WORK TO BE COMPLETED: Before anything else, copy every record below exactly as it stands.

Dataset excerpts:
● ● ● ● ●

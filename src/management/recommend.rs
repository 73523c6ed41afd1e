use std::collections::BTreeMap;

use serde_json::Value;

use crate::{
    config::{self, Preset},
    error::ApiError,
    info,
    spotify::SpotifyClient,
    types::{FeatureVector, RecommendationOptions, RecommendationQuery},
    warning,
};

/// Spotify accepts at most this many ids per audio-features request.
pub const FEATURE_BATCH_SIZE: usize = 100;
/// Spotify accepts at most five seeds per recommendation request.
pub const MAX_SEED_TRACKS: usize = 5;
pub const DEFAULT_LIMIT: u32 = 20;

/// Features forwarded to the recommendation endpoint as `target_<name>`.
pub const TARGET_FEATURES: [&str; 8] = [
    "valence",
    "energy",
    "danceability",
    "acousticness",
    "instrumentalness",
    "tempo",
    "loudness",
    "speechiness",
];

/// Averages the numeric fields of a list of audio-feature objects.
///
/// Each key is divided by the number of entries that reported it, not by the
/// number of entries. `null` entries and non-numeric fields (`id`, `uri`,
/// ...) are skipped. Returns `None` when nothing numeric was found.
pub fn mean_features(entries: &[Value]) -> Option<FeatureVector> {
    let mut sums: BTreeMap<String, (f64, u32)> = BTreeMap::new();

    for entry in entries.iter().filter_map(Value::as_object) {
        for (key, value) in entry {
            if let Some(number) = value.as_f64() {
                let slot = sums.entry(key.clone()).or_insert((0.0, 0));
                slot.0 += number;
                slot.1 += 1;
            }
        }
    }

    if sums.is_empty() {
        return None;
    }

    Some(
        sums.into_iter()
            .map(|(key, (sum, count))| (key, sum / count as f64))
            .collect(),
    )
}

/// Overwrites the features named by the mood preset. Features missing from
/// `vector` are not added; unknown moods leave it untouched.
pub fn apply_mood_weights(vector: &mut FeatureVector, mood: &str) {
    match config::mood_preset(mood) {
        Some(preset) => apply_preset(vector, preset),
        None => warning!("Unknown mood '{}', no weights applied", mood),
    }
}

/// Same as [`apply_mood_weights`] for activities. Range values such as a
/// tempo band are applied as their midpoint.
pub fn apply_activity_weights(vector: &mut FeatureVector, activity: &str) {
    match config::activity_preset(activity) {
        Some(preset) => apply_preset(vector, preset),
        None => warning!("Unknown activity '{}', no weights applied", activity),
    }
}

fn apply_preset(vector: &mut FeatureVector, preset: Preset) {
    for (feature, value) in preset {
        if let Some(slot) = vector.get_mut(*feature) {
            *slot = value.target();
        }
    }
}

/// Maps a target vector onto recommendation query parameters.
///
/// Keeps the first [`MAX_SEED_TRACKS`] seeds and only the
/// [`TARGET_FEATURES`] present in `vector`.
pub fn build_recommendation_request(
    vector: &FeatureVector,
    seed_track_ids: &[String],
    limit: u32,
) -> RecommendationQuery {
    let targets = TARGET_FEATURES
        .iter()
        .filter_map(|feature| {
            vector
                .get(*feature)
                .map(|value| (format!("target_{feature}"), *value))
        })
        .collect();

    RecommendationQuery {
        seed_tracks: seed_track_ids
            .iter()
            .take(MAX_SEED_TRACKS)
            .cloned()
            .collect(),
        limit,
        targets,
    }
}

/// Derives recommendations from seed tracks, a playlist or the user's top
/// tracks.
///
/// Any empty or failed upstream step fails the whole request; partial
/// results are never returned.
pub struct RecommendationEngine {
    spotify: SpotifyClient,
}

impl RecommendationEngine {
    pub fn new(spotify: SpotifyClient) -> Self {
        Self { spotify }
    }

    /// Fetches audio features in batches of [`FEATURE_BATCH_SIZE`] and
    /// averages them with [`mean_features`].
    ///
    /// `Ok(None)` means no track reported any feature. A failed batch aborts
    /// the whole aggregation.
    pub async fn average_features(
        &self,
        track_ids: &[String],
    ) -> Result<Option<FeatureVector>, ApiError> {
        if track_ids.is_empty() {
            return Ok(None);
        }

        let mut entries = Vec::with_capacity(track_ids.len());
        for batch in track_ids.chunks(FEATURE_BATCH_SIZE) {
            let response = self.spotify.audio_features(batch).await?;
            let Some(items) = response.get("audio_features").and_then(Value::as_array) else {
                return Err(ApiError::Unavailable(
                    "Audio features missing from Spotify response".to_string(),
                ));
            };
            entries.extend(items.iter().filter(|item| !item.is_null()).cloned());
        }

        Ok(mean_features(&entries))
    }

    pub async fn recommend_for_tracks(
        &self,
        track_ids: &[String],
        options: &RecommendationOptions,
    ) -> Result<Value, ApiError> {
        let Some(mut target) = self.average_features(track_ids).await? else {
            return Err(ApiError::Unavailable(
                "No audio features available for the seed tracks".to_string(),
            ));
        };

        if let Some(mood) = options.mood.as_deref() {
            apply_mood_weights(&mut target, mood);
        }
        if let Some(activity) = options.activity.as_deref() {
            apply_activity_weights(&mut target, activity);
        }
        if let Some(language) = options.language.as_deref() {
            info!("Language filter '{}' is not supported, ignoring", language);
        }

        let query = build_recommendation_request(&target, track_ids, options.limit);
        self.spotify.recommendations(&query).await
    }

    /// Uses the ids of the playlist's tracks as seeds. Removed or local
    /// entries without an id are skipped.
    pub async fn recommend_for_playlist(
        &self,
        playlist_id: &str,
        options: &RecommendationOptions,
    ) -> Result<Value, ApiError> {
        let playlist = self.spotify.playlist_tracks(playlist_id).await?;
        let Some(items) = playlist.get("items").and_then(Value::as_array) else {
            return Err(ApiError::Unavailable(format!(
                "Playlist {playlist_id} has no items"
            )));
        };

        let track_ids: Vec<String> = items
            .iter()
            .filter_map(|item| item.get("track")?.get("id")?.as_str())
            .map(str::to_string)
            .collect();

        self.recommend_for_tracks(&track_ids, options).await
    }

    /// Seeds with the user's five most played tracks.
    pub async fn recommend_for_mood(&self, options: &RecommendationOptions) -> Result<Value, ApiError> {
        let top_tracks = self
            .spotify
            .top_tracks(MAX_SEED_TRACKS as u32, "medium_term")
            .await?;
        let Some(items) = top_tracks.get("items").and_then(Value::as_array) else {
            return Err(ApiError::Unavailable(
                "Top tracks missing from Spotify response".to_string(),
            ));
        };

        let track_ids: Vec<String> = items
            .iter()
            .filter_map(|track| track.get("id")?.as_str())
            .map(str::to_string)
            .collect();

        self.recommend_for_tracks(&track_ids, options).await
    }
}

● ● ● ● ●

WRITTEN SOLUTION:
filename src/management/recommend.rs
repository 73523c6ed41afd1e
use std::collections::BTreeMap;

use serde_json::Value;

use crate::{
    config::{self, Preset},
    error::ApiError,
    info,
    spotify::SpotifyClient,
    types::{FeatureVector, RecommendationOptions, RecommendationQuery},
    warning,
};

/// Spotify accepts at most this many ids per audio-features request.
pub const FEATURE_BATCH_SIZE: usize = 100;
/// Spotify accepts at most five seeds per recommendation request.
pub const MAX_SEED_TRACKS: usize = 5;
pub const DEFAULT_LIMIT: u32 = 20;

/// Features forwarded to the recommendation endpoint as `target_<name>`.
pub const TARGET_FEATURES: [&str; 8] = [
    "valence",
    "energy",
    "danceability",
    "acousticness",
    "instrumentalness",
    "tempo",
    "loudness",
    "speechiness",
];

/// Averages the numeric fields of a list of audio-feature objects.
///
/// Each key is divided by the number of entries that reported it, not by the
/// number of entries. `null` entries and non-numeric fields (`id`, `uri`,
/// ...) are skipped. Returns `None` when nothing numeric was found.
pub fn mean_features(entries: &[Value]) -> Option<FeatureVector> {
    let mut sums: BTreeMap<String, (f64, u32)> = BTreeMap::new();

    for entry in entries.iter().filter_map(Value::as_object) {
        for (key, value) in entry {
            if let Some(number) = value.as_f64() {
                let slot = sums.entry(key.clone()).or_insert((0.0, 0));
                slot.0 += number;
                slot.1 += 1;
            }
        }
    }

    if sums.is_empty() {
        return None;
    }

    Some(
        sums.into_iter()
            .map(|(key, (sum, count))| (key, sum / count as f64))
            .collect(),
    )
}

/// Overwrites the features named by the mood preset. Features missing from
/// `vector` are not added; unknown moods leave it untouched.
pub fn apply_mood_weights(vector: &mut FeatureVector, mood: &str) {
    match config::mood_preset(mood) {
        Some(preset) => apply_preset(vector, preset),
        None => warning!("Unknown mood '{}', no weights applied", mood),
    }
}

/// Same as [`apply_mood_weights`] for activities. Range values such as a
/// tempo band are applied as their midpoint.
pub fn apply_activity_weights(vector: &mut FeatureVector, activity: &str) {
    match config::activity_preset(activity) {
        Some(preset) => apply_preset(vector, preset),
        None => warning!("Unknown activity '{}', no weights applied", activity),
    }
}

fn apply_preset(vector: &mut FeatureVector, preset: Preset) {
    for (feature, value) in preset {
        if let Some(slot) = vector.get_mut(*feature) {
            *slot = value.target();
        }
    }
}

/// Maps a target vector onto recommendation query parameters.
///
/// Keeps the first [`MAX_SEED_TRACKS`] seeds and only the
/// [`TARGET_FEATURES`] present in `vector`.
pub fn build_recommendation_request(
    vector: &FeatureVector,
    seed_track_ids: &[String],
    limit: u32,
) -> RecommendationQuery {
    let targets = TARGET_FEATURES
        .iter()
        .filter_map(|feature| {
            vector
                .get(*feature)
                .map(|value| (format!("target_{feature}"), *value))
        })
        .collect();

    RecommendationQuery {
        seed_tracks: seed_track_ids
            .iter()
            .take(MAX_SEED_TRACKS)
            .cloned()
            .collect(),
        limit,
        targets,
    }
}

/// Derives recommendations from seed tracks, a playlist or the user's top
/// tracks.
///
/// Any empty or failed upstream step fails the whole request; partial
/// results are never returned.
pub struct RecommendationEngine {
    spotify: SpotifyClient,
}

impl RecommendationEngine {
    pub fn new(spotify: SpotifyClient) -> Self {
        Self { spotify }
    }

    /// Fetches audio features in batches of [`FEATURE_BATCH_SIZE`] and
    /// averages them with [`mean_features`].
    ///
    /// `Ok(None)` means no track reported any feature. A failed batch aborts
    /// the whole aggregation.
    pub async fn average_features(
        &self,
        track_ids: &[String],
    ) -> Result<Option<FeatureVector>, ApiError> {
        if track_ids.is_empty() {
            return Ok(None);
        }

        let mut entries = Vec::with_capacity(track_ids.len());
        for batch in track_ids.chunks(FEATURE_BATCH_SIZE) {
            let response = self.spotify.audio_features(batch).await?;
            let Some(items) = response.get("audio_features").and_then(Value::as_array) else {
                return Err(ApiError::Unavailable(
                    "Audio features missing from Spotify response".to_string(),
                ));
            };
            entries.extend(items.iter().filter(|item| !item.is_null()).cloned());
        }

        Ok(mean_features(&entries))
    }

    pub async fn recommend_for_tracks(
        &self,
        track_ids: &[String],
        options: &RecommendationOptions,
    ) -> Result<Value, ApiError> {
        let Some(mut target) = self.average_features(track_ids).await? else {
            return Err(ApiError::Unavailable(
                "No audio features available for the seed tracks".to_string(),
            ));
        };

        if let Some(mood) = options.mood.as_deref() {
            apply_mood_weights(&mut target, mood);
        }
        if let Some(activity) = options.activity.as_deref() {
            apply_activity_weights(&mut target, activity);
        }
        if let Some(language) = options.language.as_deref() {
            info!("Language filter '{}' is not supported, ignoring", language);
        }

        let query = build_recommendation_request(&target, track_ids, options.limit);
        self.spotify.recommendations(&query).await
    }

    /// Uses the ids of the playlist's tracks as seeds. Removed or local
    /// entries without an id are skipped.
    pub async fn recommend_for_playlist(
        &self,
        playlist_id: &str,
        options: &RecommendationOptions,
    ) -> Result<Value, ApiError> {
        let playlist = self.spotify.playlist_tracks(playlist_id).await?;
        let Some(items) = playlist.get("items").and_then(Value::as_array) else {
            return Err(ApiError::Unavailable(format!(
                "Playlist {playlist_id} has no items"
            )));
        };

        let track_ids: Vec<String> = items
            .iter()
            .filter_map(|item| item.get("track")?.get("id")?.as_str())
            .map(str::to_string)
            .collect();

        self.recommend_for_tracks(&track_ids, options).await
    }

    /// Seeds with the user's five most played tracks.
    pub async fn recommend_for_mood(&self, options: &RecommendationOptions) -> Result<Value, ApiError> {
        let top_tracks = self
            .spotify
            .top_tracks(MAX_SEED_TRACKS as u32, "medium_term")
            .await?;
        let Some(items) = top_tracks.get("items").and_then(Value::as_array) else {
            return Err(ApiError::Unavailable(
                "Top tracks missing from Spotify response".to_string(),
            ));
        };

        let track_ids: Vec<String> = items
            .iter()
            .filter_map(|track| track.get("id")?.as_str())
            .map(str::to_string)
            .collect();

        self.recommend_for_tracks(&track_ids, options).await
    }
}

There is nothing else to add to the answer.